Dog menace turns million dollar business

Srinagar, Oct 9: Srinagar’s dog menace, which till now has left thousands of humans wounded, claimed many lives and continues to haunt the entire population, is finally a million dollar business a...

Srinagar, Oct 9: Srinagar's dog menace, which till now has left thousands of humans wounded, claimed many lives and continues to haunt the entire population, is finally a million dollar business as the State Government has allotted the costly and time-consuming canine sterilization contract to a Gujarat-based private agency.
With this, Government has declared the Gujarat-based Humane Society of India (HSI), an NGO, as the "official implementing agency" for the sterilization program in JK's summer capital.
The Housing and Urban Development Department (H&UDD) has given a go-ahead to the HSI to start sterilization of stray packs under the ongoing Animal Birth Control (ABC) program.
The decision of handing over the project to the private agency was taken at a high-level meeting held at Civil Secretariat Srinagar on September 3, 2012, in the office of Principal Secretary H&UDD.
The meeting, chaired by Principal Secretary H&UDD, was attended by the HSI Director Rahul Sehgal and Jasjit Purewal, a member of Animal Welfare Board of India (AWBI), among others. Greater Kashmir is in possession of relevant documents and other evidence in support of the news report.
Given the population of around one lakh and growing dogs in the city, the sterilization project could stretch for years while the deal may run in crores because each surgery costs around Rs 600 apart from expenditure on construction of facilities for dogs, again at a cost of millions.
Till now, the sterilization of stray dogs would be carried by SK University of Agricultural Sciences and Technology (SKUAST) in collaboration with the Srinagar Municipal Corporation (SMC). While a thousand dogs underwent surgery at state-of-the art dog pound at Shuhama, the facility was constructed for over Rs one crore from funds meant for development of humans in Srinagar.

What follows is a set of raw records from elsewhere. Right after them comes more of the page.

use std::collections::BTreeSet;

use serde::{Deserialize, Serialize};

use crate::bundle::Bundle;
use crate::{
    ordered_timeline, BundleKey, Question, QuestionBankContext, QuestionId, ReconcileError,
    RespondentId, Response, ResponseId,
};

#[derive(Debug, Clone, Serialize, Deserialize, PartialEq, Eq)]
pub struct ProposedLink {
    pub response_id: ResponseId,
    pub question_id: QuestionId,
    /// Zero-based position in the orphan sequence.
    pub position: usize,
    /// Set only when the response's context snapshot was empty.
    pub backfill: Option<QuestionBankContext>,
}

#[derive(Debug, Clone, Serialize, Deserialize, PartialEq, Eq)]
pub struct LinkPlan {
    pub respondent_id: RespondentId,
    pub bundle_key: BundleKey,
    pub bundle_len: usize,
    pub already_linked: usize,
    pub open_slots: usize,
    pub links: Vec<ProposedLink>,
    /// Open questions past the last orphan, in bundle order.
    pub missing_question_ids: Vec<QuestionId>,
    pub branching_question_ids: Vec<QuestionId>,
}

impl LinkPlan {
    #[must_use]
    pub fn is_noop(&self) -> bool {
        self.links.is_empty()
    }
}

/// Per-respondent link report handed to operator tooling.
#[derive(Debug, Clone, Serialize, Deserialize, PartialEq, Eq)]
pub struct LinkSummary {
    pub respondent_id: RespondentId,
    pub bundle_key: BundleKey,
    pub bundle_len: usize,
    pub already_linked: usize,
    pub linked: usize,
    pub writes: usize,
    pub unmatched_tail: usize,
    pub count_mismatch: bool,
    pub surplus: Option<usize>,
    pub missing_question_ids: Vec<QuestionId>,
    pub branching_question_ids: Vec<QuestionId>,
}

impl LinkSummary {
    /// Summarize an applied plan; `writes` counts rows the store actually changed.
    #[must_use]
    pub fn from_plan(plan: &LinkPlan, writes: usize) -> Self {
        Self {
            respondent_id: plan.respondent_id,
            bundle_key: plan.bundle_key.clone(),
            bundle_len: plan.bundle_len,
            already_linked: plan.already_linked,
            linked: plan.links.len(),
            writes,
            unmatched_tail: plan.missing_question_ids.len(),
            count_mismatch: false,
            surplus: None,
            missing_question_ids: plan.missing_question_ids.clone(),
            branching_question_ids: plan.branching_question_ids.clone(),
        }
    }

    #[must_use]
    pub fn count_mismatch(
        respondent_id: RespondentId,
        bundle: &Bundle,
        already_linked: usize,
        surplus: usize,
    ) -> Self {
        Self {
            respondent_id,
            bundle_key: bundle.key.clone(),
            bundle_len: bundle.len(),
            already_linked,
            linked: 0,
            writes: 0,
            unmatched_tail: 0,
            count_mismatch: true,
            surplus: Some(surplus),
            missing_question_ids: Vec::new(),
            branching_question_ids: bundle.branching_question_ids(),
        }
    }
}

/// Questions of `bundle` not yet answered by any linked response in `timeline`.
#[must_use]
pub fn open_slots<'a>(bundle: &'a Bundle, timeline: &[Response]) -> Vec<&'a Question> {
    let answered = answered_question_ids(bundle, timeline);
    bundle.questions.iter().filter(|question| !answered.contains(&question.question_id)).collect()
}

fn answered_question_ids(bundle: &Bundle, timeline: &[Response]) -> BTreeSet<QuestionId> {
    timeline
        .iter()
        .filter_map(|response| response.question_id)
        .filter(|question_id| bundle.contains(*question_id))
        .collect()
}

/// Orphaned responses in timeline order.
#[must_use]
pub fn orphan_sequence(timeline: &[Response]) -> Vec<&Response> {
    ordered_timeline(timeline).into_iter().filter(|response| response.is_orphan()).collect()
}

/// Positionally match a respondent's orphans onto the open slots of its bundle.
///
/// The i-th orphan by collection time is paired with the i-th open question in
/// bundle order. Response values never influence the pairing.
///
/// # Errors
/// Returns [`ReconcileError::Validation`] when `timeline` mixes respondents, or
/// [`ReconcileError::CountMismatch`] when orphans outnumber open slots. No links are
/// planned in either case.
pub fn plan_links(
    respondent_id: RespondentId,
    bundle: &Bundle,
    timeline: &[Response],
) -> Result<LinkPlan, ReconcileError> {
    if let Some(foreign) = timeline.iter().find(|response| response.respondent_id != respondent_id)
    {
        return Err(ReconcileError::Validation(format!(
            "response {} belongs to respondent {}, not {respondent_id}",
            foreign.response_id, foreign.respondent_id
        )));
    }

    let slots = open_slots(bundle, timeline);
    let orphans = orphan_sequence(timeline);
    let already_linked = bundle.len() - slots.len();

    if orphans.len() > slots.len() {
        return Err(ReconcileError::CountMismatch {
            orphans: orphans.len(),
            open_slots: slots.len(),
            surplus: orphans.len() - slots.len(),
        });
    }

    let links = orphans
        .iter()
        .zip(slots.iter())
        .enumerate()
        .map(|(position, (response, question))| ProposedLink {
            response_id: response.response_id,
            question_id: question.question_id,
            position,
            backfill: response
                .context
                .is_empty()
                .then(|| QuestionBankContext::from_bundle_key(&bundle.key)),
        })
        .collect::<Vec<_>>();

    let missing_question_ids =
        slots.iter().skip(orphans.len()).map(|question| question.question_id).collect();

    Ok(LinkPlan {
        respondent_id,
        bundle_key: bundle.key.clone(),
        bundle_len: bundle.len(),
        already_linked,
        open_slots: slots.len(),
        links,
        missing_question_ids,
        branching_question_ids: bundle.branching_question_ids(),
    })
}

#[cfg(test)]
mod tests {
    use proptest::prelude::*;

    use super::*;
    use crate::bundle::resolve_bundles;
    use crate::fixtures::*;

    /// In-memory stand-in for the store's conditional `question_id IS NULL` update.
    fn apply_plan(plan: &LinkPlan, timeline: &mut [Response]) -> usize {
        let mut writes = 0;
        for link in &plan.links {
            let Some(response) = timeline
                .iter_mut()
                .find(|response| response.response_id == link.response_id && response.is_orphan())
            else {
                continue;
            };
            response.question_id = Some(link.question_id);
            writes += 1;
        }
        writes
    }
    use crate::ProjectId;

    fn cocoa_bundle(project_id: ProjectId, count: usize) -> Bundle {
        let key = cocoa_key();
        let resolution = resolve_bundles(&mk_bundle_questions(project_id, &key, count));
        match resolution.bundle(&key) {
            Ok(bundle) => bundle.clone(),
            Err(err) => panic!("fixture bundle should resolve: {err}"),
        }
    }

    #[test]
    fn five_orphans_link_positionally_onto_five_questions() {
        let project_id = ProjectId::new();
        let respondent_id = RespondentId::new();
        let bundle = cocoa_bundle(project_id, 5);
        // Inserted out of time order to prove ordering is temporal.
        let timeline = mk_orphans(project_id, respondent_id, &[40, 0, 10, 30, 20]);

        let plan = match plan_links(respondent_id, &bundle, &timeline) {
            Ok(plan) => plan,
            Err(err) => panic!("plan should succeed: {err}"),
        };

        let by_time = ordered_timeline(&timeline);
        assert_eq!(plan.links.len(), 5);
        for (index, link) in plan.links.iter().enumerate() {
            assert_eq!(link.response_id, by_time[index].response_id);
            assert_eq!(link.question_id, bundle.questions[index].question_id);
            assert_eq!(link.position, index);
        }
        assert!(plan.missing_question_ids.is_empty());
        assert_eq!(LinkSummary::from_plan(&plan, 5).unmatched_tail, 0);
    }

    #[test]
    fn six_orphans_against_five_questions_is_count_mismatch() {
        let project_id = ProjectId::new();
        let respondent_id = RespondentId::new();
        let bundle = cocoa_bundle(project_id, 5);
        let timeline = mk_orphans(project_id, respondent_id, &[0, 10, 20, 30, 40, 50]);

        assert_eq!(
            plan_links(respondent_id, &bundle, &timeline),
            Err(ReconcileError::CountMismatch { orphans: 6, open_slots: 5, surplus: 1 })
        );
    }

    #[test]
    fn short_sequence_reports_missing_tail() {
        let project_id = ProjectId::new();
        let respondent_id = RespondentId::new();
        let bundle = cocoa_bundle(project_id, 5);
        let timeline = mk_orphans(project_id, respondent_id, &[0, 10, 20]);

        let plan = match plan_links(respondent_id, &bundle, &timeline) {
            Ok(plan) => plan,
            Err(err) => panic!("plan should succeed: {err}"),
        };

        assert_eq!(plan.links.len(), 3);
        assert_eq!(
            plan.missing_question_ids,
            vec![bundle.questions[3].question_id, bundle.questions[4].question_id]
        );
    }

    #[test]
    fn backfill_only_targets_empty_context() {
        let project_id = ProjectId::new();
        let respondent_id = RespondentId::new();
        let bundle = cocoa_bundle(project_id, 2);
        let mut timeline = mk_orphans(project_id, respondent_id, &[0, 10]);
        timeline[1].context.partner_name = Some("Cooperative A".to_string());

        let plan = match plan_links(respondent_id, &bundle, &timeline) {
            Ok(plan) => plan,
            Err(err) => panic!("plan should succeed: {err}"),
        };

        assert_eq!(plan.links[0].backfill, Some(QuestionBankContext::from_bundle_key(&bundle.key)));
        assert_eq!(plan.links[1].backfill, None);
    }

    #[test]
    fn relinking_a_fully_linked_respondent_is_a_noop() {
        let project_id = ProjectId::new();
        let respondent_id = RespondentId::new();
        let bundle = cocoa_bundle(project_id, 4);
        let mut timeline = mk_orphans(project_id, respondent_id, &[0, 10, 20, 30]);

        let first = match plan_links(respondent_id, &bundle, &timeline) {
            Ok(plan) => plan,
            Err(err) => panic!("first plan should succeed: {err}"),
        };
        assert_eq!(apply_plan(&first, &mut timeline), 4);
        assert_eq!(apply_plan(&first, &mut timeline), 0);

        let second = match plan_links(respondent_id, &bundle, &timeline) {
            Ok(plan) => plan,
            Err(err) => panic!("second plan should succeed: {err}"),
        };
        assert!(second.is_noop());
        assert_eq!(second.already_linked, 4);
        assert_eq!(second.open_slots, 0);
        assert!(second.missing_question_ids.is_empty());
    }

    #[test]
    fn foreign_responses_are_rejected() {
        let project_id = ProjectId::new();
        let respondent_id = RespondentId::new();
        let bundle = cocoa_bundle(project_id, 2);
        let timeline = mk_orphans(project_id, RespondentId::new(), &[0]);

        assert!(matches!(
            plan_links(respondent_id, &bundle, &timeline),
            Err(ReconcileError::Validation(_))
        ));
    }

    proptest! {
        #[test]
        fn property_links_plus_tail_cover_the_bundle(
            bundle_len in 1_usize..12,
            offsets in proptest::collection::vec(0_i64..10_000, 0..12),
        ) {
            let project_id = ProjectId::new();
            let respondent_id = RespondentId::new();
            let bundle = cocoa_bundle(project_id, bundle_len);
            let timeline = mk_orphans(project_id, respondent_id, &offsets);

            match plan_links(respondent_id, &bundle, &timeline) {
                Ok(plan) => {
                    prop_assert!(offsets.len() <= bundle_len);
                    prop_assert_eq!(plan.links.len() + plan.missing_question_ids.len(), bundle_len);
                }
                Err(ReconcileError::CountMismatch { surplus, .. }) => {
                    prop_assert_eq!(surplus, offsets.len() - bundle_len);
                }
                Err(err) => prop_assert!(false, "unexpected error: {}", err),
            }
        }
    }
}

The Government said the decision to handover the sterilization project to the private agency was taken on the recommendations of AWBI.
"As per the recommendations of the AWBI, HSI will be the official implementing agency for ABC at Shuhama and Tengpora. Mr Rahul Sehgal committed to start operations at Shuhama from Oct 1st, 2012, as long as the said facilities are in place," reads a decision at No. 3 in the minutes of the meeting held vide order No. HUD/LIT/PIL/361/2011 dated 4-9-2012.
The Government has also empowered the HSI to make all business deals with regard to procurement of equipments and other related facilities. "HSI will be in charge of procuring equipment and all the supplies for the surgeries," the official documents reveal.
The million dollar expenditure on stray dogs hints that the canines are now no less than hens which lay golden eggs. Observers said killing a dog could mean end of a fortune chain. "A dog pair (male and female) gives birth to around 100 offspring in their lifespan of eight to 10 years out of which around 70 survive. This means a pair gives 70 dogs and they in turn seventy more each, much like a fission reaction," explained a vet at SKUAST Kashmir adding that the chain be looked in the perspective of expenditure on sterilization.
This raises many a question. Was this why the Government ensured safety of stray dogs? Eyebrows are being raised over the National Conference-led Government's concern, which apparently remained more concerned towards dogs than humans in the past three years as even rabid dogs were not allowed to be killed.
On May 4, 2011, following complaints of deadly dog attacks and death of some people, the Divisional Commissioner Kashmir Dr Asgar Hassan Samoon issued shoot-at-sight orders against rabid dogs. But the orders were instantly revoked.
Earlier on March 4 the same year, the SMC vide Order No. 460 of 2011 ordered a high-level probe into allegations that some stray dogs had been killed.
On the other hand, the stray dogs continued to attack humans whereas on an average a dozen odd people fall prey to dog bites every day. While the people tried to raise voice against dog menace, the Government gagged such voices. On May 1, 2012, police used force against protesters at Lal Chowk disallowing anti-dog protests in the city where human-dog ratio could be 13:1, highest in the country.

While the people have been seeking an end to dog menace, the Government looks at sterilization as the sole solution to dog menace. A million dollar question posed by then Chief Justice FM Ibrahim Kalifullah in the courtroom remains unanswered: Will a dog stop biting after sterilization?